:: Exercise inputs ::
────

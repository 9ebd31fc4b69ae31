//! # fedra-rdbc
//!
//! Pooled data-source connectivity for the Fedra data virtualization engine.
//!
//! Fedra routes queries to heterogeneous backing stores through
//! connector-specific drivers; this crate is the broker those drivers sit
//! behind. A physical data-source connection is scarce, expensive, and
//! stateful; the pool's job is to share it safely across many concurrent
//! query executions, multiple credential contexts, and distributed (XA)
//! transactions.
//!
//! ## Features
//!
//! - **Bounded concurrency**: a fair global semaphore caps connections
//!   across the whole pool; waiters are admitted in arrival order
//! - **Identity partitioning**: connections are never shared across
//!   credential contexts, with optional per-identity sub-quotas
//! - **Safe reuse**: idle connections are reused first-idle-first, behind
//!   a throttled liveness check that cannot flood the backing store
//! - **Background reaping**: a reaper task evicts idle and dead
//!   connections independent of foreground traffic
//! - **Transaction-scoped leasing**: one connection serves all work inside
//!   a distributed transaction and is released exactly once when the
//!   transaction completes
//! - **Predictable backpressure**: acquisition waits are bounded by a
//!   single deadline across every admission limit
//!
//! ## Quick Start
//!
//! ```rust,ignore
//! use fedra_rdbc::prelude::*;
//!
//! let connector = PooledConnector::new(
//!     PoolConfig::default()
//!         .with_max_connections(20)
//!         .with_max_connections_per_identity(5),
//!     Arc::new(PgConnectionFactory::new(driver_config)),
//!     txn_manager,
//! )?;
//!
//! // Plain checkout: released on drop, or explicitly.
//! let conn = connector.acquire(&Identity::new("alice")).await?;
//! conn.release(false).await;
//!
//! // Transactional checkout: every acquisition inside txn-A gets the
//! // same physical connection.
//! let conn = connector
//!     .acquire_for_transaction(&Identity::new("alice"), &TxnId::new("txn-A"))
//!     .await?;
//! ```
//!
//! Backend drivers implement [`connection::ConnectionFactory`] and
//! [`connection::RawConnection`]; the engine's transaction layer
//! implements [`xa::TransactionManager`]. The pool treats both as opaque
//! collaborators.

#![warn(missing_docs)]
#![warn(clippy::all)]
#![deny(unsafe_code)]

pub mod connection;
pub mod connector;
pub mod error;
pub mod identity;
pub mod pool;
pub mod resource;
pub mod xa;

/// Prelude module for convenient imports
pub mod prelude {
    // Error types
    pub use crate::error::{Error, ErrorCategory, ExhaustionScope, Result};

    // Identity keys
    pub use crate::identity::Identity;

    // Boundary contracts
    pub use crate::connection::{ConnectionFactory, RawConnection, XaResource};

    // Pool types
    pub use crate::pool::{
        AtomicPoolCounters, IdentitySnapshot, PoolConfig, PoolStatus, ResourcePool,
    };

    // Resource wrapper
    pub use crate::resource::PooledResource;

    // Distributed transactions
    pub use crate::xa::{TransactionBinder, TransactionCompletion, TransactionManager, TxnId};

    // Caller-facing facade
    pub use crate::connector::{PooledConnection, PooledConnector};
}

// Re-export commonly used items at crate root
pub use error::{Error, Result};
pub use identity::Identity;
impl ResourcePool {
    /// Create a pool for plain (non-XA) connections.
    ///
    /// Fails with a configuration error on invalid limits. When
    /// `shrink_enabled` is set this spawns the background reaper and must
    /// therefore be called within a Tokio runtime.
    pub fn new(config: PoolConfig, factory: Arc<dyn ConnectionFactory>) -> Result<Arc<Self>> {
        Self::build(config, factory, false)
    }

    /// Create a pool whose connections serve distributed transactions.
    pub fn new_xa(config: PoolConfig, factory: Arc<dyn ConnectionFactory>) -> Result<Arc<Self>> {
        Self::build(config, factory, true)
    }

    fn build(
        config: PoolConfig,
        factory: Arc<dyn ConnectionFactory>,
        xa: bool,
    ) -> Result<Arc<Self>> {
        config.validate()?;

        let name = if xa {
            format!("{}/xa", factory.source_name())
        } else {
            factory.source_name().to_string()
        };

        let pool = Arc::new(Self {
            name,
            semaphore: Semaphore::new(config.max_connections),
            config,
            factory,
            buckets: Mutex::new(HashMap::new()),
            counters: AtomicPoolCounters::new(),
            shutting_down: AtomicBool::new(false),
            reaper: Mutex::new(None),
            xa,
        });

        if pool.config.shrink_enabled {
            *pool.reaper.lock() = Some(Self::spawn_reaper(&pool));
        }

        info!(
            pool = %pool.name,
            max_connections = pool.config.max_connections,
            max_per_identity = pool.config.max_connections_per_identity,
            shrink = pool.config.shrink_enabled,
            "connection pool initialized"
        );
        Ok(pool)
    }

    /// Check out a connection for `identity`, waiting at most
    /// `acquire_timeout` across both admission limits.
    ///
    /// Reuses the oldest-idle connection of the identity when one is alive;
    /// otherwise opens a new one through the factory, outside any pool
    /// lock. The returned resource carries one logical lease.
    pub async fn acquire(&self, identity: &Identity) -> Result<Arc<PooledResource>> {
        if self.shutting_down.load(Ordering::Acquire) {
            return Err(Error::ShuttingDown);
        }

        let start = Instant::now();
        let deadline = start + self.config.acquire_timeout;
        let bucket = self.bucket(identity);

        // Global admission. The permit rides along as a guard until the
        // checkout succeeds, so a timeout, an error, or the caller
        // cancelling mid-wait can never leak it.
        let global_permit = match timeout_at(deadline, self.semaphore.acquire()).await {
            Ok(Ok(permit)) => permit,
            _ => {
                self.counters.record_exhausted();
                return Err(Error::exhausted(
                    ExhaustionScope::Global,
                    format!(
                        "identity {} waited {}ms for one of {} connections",
                        identity,
                        start.elapsed().as_millis(),
                        self.config.max_connections
                    ),
                ));
            }
        };

        // A shutdown may have begun while waiting.
        if self.shutting_down.load(Ordering::Acquire) {
            return Err(Error::ShuttingDown);
        }

        // Per-identity sub-quota, bounded by the same absolute deadline so
        // total wait never exceeds acquire_timeout.
        let quota_permit = match bucket.quota() {
            Some(quota) => match timeout_at(deadline, quota.acquire()).await {
                Ok(Ok(permit)) => Some(permit),
                _ => {
                    self.counters.record_exhausted();
                    return Err(Error::exhausted(
                        ExhaustionScope::Identity,
                        format!(
                            "identity {} waited {}ms for one of {} per-identity connections",
                            identity,
                            start.elapsed().as_millis(),
                            self.config.max_connections_per_identity
                        ),
                    ));
                }
            },
            None => None,
        };

        // Reuse the identity's idle connections, oldest first, evicting any
        // that fail their (throttled) liveness check.
        while Instant::now() < deadline {
            let Some(candidate) = bucket.pop_unused() else {
                break;
            };
            if candidate.is_alive(self.config.liveness_interval).await {
                candidate.rebind(identity.clone());
                candidate.lease();
                bucket.push_used(candidate.clone());
                self.counters.record_checkout(start.elapsed());
                // The checked-out lease now accounts for the permits;
                // release() re-adds them.
                global_permit.forget();
                if let Some(permit) = quota_permit {
                    permit.forget();
                }
                debug!(pool = %self.name, identity = %identity, "reusing idle connection");
                return Ok(candidate);
            }
            self.counters.record_probe_failure();
            debug!(pool = %self.name, identity = %identity, "evicting dead idle connection");
            self.destroy(&candidate).await;
        }

        // Nothing reusable: open a fresh connection. On failure both
        // permit guards go back before the factory error propagates.
        let conn = match self.factory.open(identity).await {
            Ok(conn) => conn,
            Err(err) => {
                warn!(pool = %self.name, identity = %identity, error = %err, "connection creation failed");
                return Err(err);
            }
        };

        let resource = Arc::new(PooledResource::new(conn, identity.clone(), self.xa));
        resource.lease();
        bucket.push_used(resource.clone());
        let total = self.counters.record_created();
        self.counters.record_checkout(start.elapsed());
        global_permit.forget();
        if let Some(permit) = quota_permit {
            permit.forget();
        }
        debug!(pool = %self.name, identity = %identity, total, "opened new connection");

        // The semaphore bounds leases, not existence: idle connections of
        // other identities can push the in-system total past the limit
        // when this one was freshly created. Advisory correction only.
        if total > self.config.max_connections {
            self.correct_over_capacity(identity).await;
        }

        Ok(resource)
    }

    /// Return a leased resource to the pool.
    ///
    /// A resource that was force-closed, found dead, or returned during
    /// shutdown is destroyed; otherwise it joins its identity's idle list.
    /// Double release is tolerated as a no-op. Never fails: bookkeeping
    /// anomalies are logged and swallowed.
    pub async fn release(&self, resource: &Arc<PooledResource>, force_close: bool) {
        let identity = resource.identity();
        let Some(bucket) = self.find_bucket(&identity) else {
            debug!(pool = %self.name, identity = %identity, "release for unknown bucket ignored");
            return;
        };
        if !bucket.remove_used(resource) {
            debug!(pool = %self.name, identity = %identity, "double release ignored");
            return;
        }

        self.counters.record_checkin();

        if force_close || self.shutting_down.load(Ordering::Acquire) || resource.is_dead() {
            self.destroy(resource).await;
        } else {
            resource.touch_returned();
            bucket.push_unused(resource.clone());
        }

        // Identity permit back first, then global, the reverse of the
        // acquisition order, on every branch.
        if let Some(quota) = bucket.quota() {
            quota.add_permits(1);
        }
        self.semaphore.add_permits(1);
    }

    /// Evict idle connections: dead ones always, expired ones unless
    /// `force` (which evicts all of them, TTL regardless).
    ///
    /// Runs on the background reaper when shrinking is enabled, and with
    /// `force = true` during shutdown. In-use connections are never
    /// touched.
    pub async fn reap(&self, force: bool) {
        let buckets: Vec<Arc<IdentityBucket>> =
            { self.buckets.lock().values().cloned().collect() };

        let mut evicted = 0usize;
        for bucket in buckets {
            for resource in bucket.drain_reapable(force, self.config.idle_ttl) {
                self.destroy(&resource).await;
                evicted += 1;
            }
        }
        if evicted > 0 {
            debug!(pool = %self.name, evicted, force, "reaped idle connections");
        }
    }

    /// Shut the pool down.
    ///
    /// Subsequent acquires fail fast; all idle connections are closed now
    /// and in-use ones as they are individually released. Idempotent.
    pub async fn shutdown(&self) {
        if self.shutting_down.swap(true, Ordering::AcqRel) {
            return;
        }
        info!(pool = %self.name, "connection pool shutting down");
        if let Some(handle) = self.reaper.lock().take() {
            handle.abort();
        }
        self.reap(true).await;
    }

    /// Whether `shutdown` has been called.
    pub fn is_shutting_down(&self) -> bool {
        self.shutting_down.load(Ordering::Acquire)
    }

    /// Point-in-time statistics.
    pub fn status(&self) -> PoolStatus {
        self.counters.snapshot()
    }

    /// Average acquire wait in milliseconds.
    pub fn avg_wait_ms(&self) -> f64 {
        self.counters.avg_wait_ms()
    }

    /// Remaining global admission permits. Diagnostic; equals
    /// `max_connections` minus currently leased connections.
    pub fn available_permits(&self) -> usize {
        self.semaphore.available_permits()
    }

    /// Diagnostics for one identity's bucket, if it exists.
    pub fn identity_snapshot(&self, identity: &Identity) -> Option<IdentitySnapshot> {
        self.find_bucket(identity).map(|b| b.snapshot())
    }

    /// The pool configuration.
    pub fn config(&self) -> &PoolConfig {
        &self.config
    }

    /// The pool's log label.
    pub fn name(&self) -> &str {
        &self.name
    }

    /// Look up or create the identity's bucket under the pool-wide lock;
    /// concurrent first-time callers observe a single bucket.
    fn bucket(&self, identity: &Identity) -> Arc<IdentityBucket> {
        let mut buckets = self.buckets.lock();
        buckets
            .entry(identity.clone())
            .or_insert_with(|| {
                Arc::new(IdentityBucket::new(
                    identity.clone(),
                    self.config.identity_quota(),
                ))
            })
            .clone()
    }

    fn find_bucket(&self, identity: &Identity) -> Option<Arc<IdentityBucket>> {
        self.buckets.lock().get(identity).cloned()
    }

    /// Close a connection and account for its destruction. Close failures
    /// are logged and swallowed; the resource is gone from bookkeeping
    /// either way.
    async fn destroy(&self, resource: &Arc<PooledResource>) {
        if let Err(err) = resource.raw().close().await {
            warn!(pool = %self.name, error = %err, "closing connection failed; discarding it anyway");
        }
        self.counters.record_destroyed();
    }

    /// Advisory over-capacity correction: evict at most one idle
    /// connection, preferring other identities' buckets and falling back
    /// to the creator's own. Best-effort: no ordering across buckets is
    /// promised and the scan may find nothing; the admission semaphores
    /// remain the real limit.
    async fn correct_over_capacity(&self, current: &Identity) {
        let buckets: Vec<Arc<IdentityBucket>> =
            { self.buckets.lock().values().cloned().collect() };

        let others = buckets.iter().filter(|b| b.identity != *current);
        let own = buckets.iter().filter(|b| b.identity == *current);
        for bucket in others.chain(own) {
            if let Some(victim) = bucket.pop_unused() {
                warn!(
                    pool = %self.name,
                    evicted_identity = %bucket.identity,
                    "over capacity after creation; evicting one idle connection"
                );
                self.destroy(&victim).await;
                return;
            }
        }
    }

    fn spawn_reaper(pool: &Arc<Self>) -> JoinHandle<()> {
        let weak = Arc::downgrade(pool);
        let period = pool.config.reap_interval;
        tokio::spawn(async move {
            let mut ticker = tokio::time::interval(period);
            loop {
                ticker.tick().await;
                let Some(pool) = weak.upgrade() else {
                    break;
                };
                if pool.shutting_down.load(Ordering::Acquire) {
                    break;
                }
                pool.reap(false).await;
            }
        })
    }
}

────

:: Directions ::
If a line falls between the first line of the records and the line containing "idle and dead", inclusive, repeat it exactly; leave out all others.

:: Output ::
repository 9ebd31fc4b69ae31
//! # fedra-rdbc
//!
//! Pooled data-source connectivity for the Fedra data virtualization engine.
//!
//! Fedra routes queries to heterogeneous backing stores through
//! connector-specific drivers; this crate is the broker those drivers sit
//! behind. A physical data-source connection is scarce, expensive, and
//! stateful; the pool's job is to share it safely across many concurrent
//! query executions, multiple credential contexts, and distributed (XA)
//! transactions.
//!
//! ## Features
//!
//! - **Bounded concurrency**: a fair global semaphore caps connections
//!   across the whole pool; waiters are admitted in arrival order
//! - **Identity partitioning**: connections are never shared across
//!   credential contexts, with optional per-identity sub-quotas
//! - **Safe reuse**: idle connections are reused first-idle-first, behind
//!   a throttled liveness check that cannot flood the backing store
//! - **Background reaping**: a reaper task evicts idle and dead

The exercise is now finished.